Nothing but an exact copy of the records is expected here.

Top of The input

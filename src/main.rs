use clap::Parser;
use page_dump::{StopReason, Walk};
use std::process::ExitCode;
use std::time::Duration;

mod args;
use args::Args;

#[tokio::main]
async fn main() -> ExitCode {
    // Initialize logging
    env_logger::init();

    // Parse command-line arguments
    let args = Args::parse();

    let config = match args.resolve_config() {
        Ok(config) => config,
        Err(e) => {
            ::log::error!("Invalid configuration: {}", e);
            return ExitCode::FAILURE;
        }
    };

    ::log::info!(
        "Walking from {} into {}",
        config.start_url,
        config.dump_dir.display()
    );
    println!("Note: page-dump requires a WebDriver server (e.g., ChromeDriver).");
    println!(
        "Set WEBDRIVER_URL environment variable if not using the default http://localhost:4444"
    );

    let start_time = std::time::Instant::now();
    let shutdown = shutdown_signal(args.total_timeout());

    match Walk::new(config).run(shutdown).await {
        Ok(summary) => {
            let reason = match summary.reason {
                StopReason::Exhausted => "listing exhausted",
                StopReason::PageLimit => "page limit reached",
                StopReason::Shutdown => "shutdown requested",
            };
            ::log::info!(
                "Walk stopped ({}) - saved {} pages in {:.2} seconds",
                reason,
                summary.pages_saved,
                start_time.elapsed().as_secs_f64()
            );
            match serde_json::to_string(&summary) {
                Ok(json) => ::log::debug!("Walk summary: {}", json),
                Err(e) => ::log::warn!("Failed to serialize walk summary: {}", e),
            }
            if summary.reason == StopReason::Shutdown {
                ::log::info!("Resume from: {}", summary.cursor);
            }
            ExitCode::SUCCESS
        }
        Err(e) => {
            ::log::error!("Walk failed: {}", e);
            ExitCode::FAILURE
        }
    }
}

/// Resolves on Ctrl-C or when the optional total timeout elapses
async fn shutdown_signal(total_timeout: Option<Duration>) {
    let deadline = async {
        match total_timeout {
            Some(limit) => tokio::time::sleep(limit).await,
            None => std::future::pending::<()>().await,
        }
    };

    tokio::select! {
        _ = interrupted() => ::log::info!("Interrupt received, stopping"),
        _ = deadline => ::log::info!("Total timeout reached, stopping"),
    }
}

async fn interrupted() {
    if let Err(e) = tokio::signal::ctrl_c().await {
        ::log::warn!("Cannot listen for Ctrl-C: {}", e);
        std::future::pending::<()>().await
    }
}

Bottom of The input

Your solution:
filename src/main.rs
use clap::Parser;
use page_dump::{StopReason, Walk};
use std::process::ExitCode;
use std::time::Duration;

mod args;
use args::Args;

#[tokio::main]
async fn main() -> ExitCode {
    // Initialize logging
    env_logger::init();

    // Parse command-line arguments
    let args = Args::parse();

    let config = match args.resolve_config() {
        Ok(config) => config,
        Err(e) => {
            ::log::error!("Invalid configuration: {}", e);
            return ExitCode::FAILURE;
        }
    };

    ::log::info!(
        "Walking from {} into {}",
        config.start_url,
        config.dump_dir.display()
    );
    println!("Note: page-dump requires a WebDriver server (e.g., ChromeDriver).");
    println!(
        "Set WEBDRIVER_URL environment variable if not using the default http://localhost:4444"
    );

    let start_time = std::time::Instant::now();
    let shutdown = shutdown_signal(args.total_timeout());

    match Walk::new(config).run(shutdown).await {
        Ok(summary) => {
            let reason = match summary.reason {
                StopReason::Exhausted => "listing exhausted",
                StopReason::PageLimit => "page limit reached",
                StopReason::Shutdown => "shutdown requested",
            };
            ::log::info!(
                "Walk stopped ({}) - saved {} pages in {:.2} seconds",
                reason,
                summary.pages_saved,
                start_time.elapsed().as_secs_f64()
            );
            match serde_json::to_string(&summary) {
                Ok(json) => ::log::debug!("Walk summary: {}", json),
                Err(e) => ::log::warn!("Failed to serialize walk summary: {}", e),
            }
            if summary.reason == StopReason::Shutdown {
                ::log::info!("Resume from: {}", summary.cursor);
            }
            ExitCode::SUCCESS
        }
        Err(e) => {
            ::log::error!("Walk failed: {}", e);
            ExitCode::FAILURE
        }
    }
}

/// Resolves on Ctrl-C or when the optional total timeout elapses
async fn shutdown_signal(total_timeout: Option<Duration>) {
    let deadline = async {
        match total_timeout {
            Some(limit) => tokio::time::sleep(limit).await,
            None => std::future::pending::<()>().await,
        }
    };

    tokio::select! {
        _ = interrupted() => ::log::info!("Interrupt received, stopping"),
        _ = deadline => ::log::info!("Total timeout reached, stopping"),
    }
}

async fn interrupted() {
    if let Err(e) = tokio::signal::ctrl_c().await {
        ::log::warn!("Cannot listen for Ctrl-C: {}", e);
        std::future::pending::<()>().await
    }
}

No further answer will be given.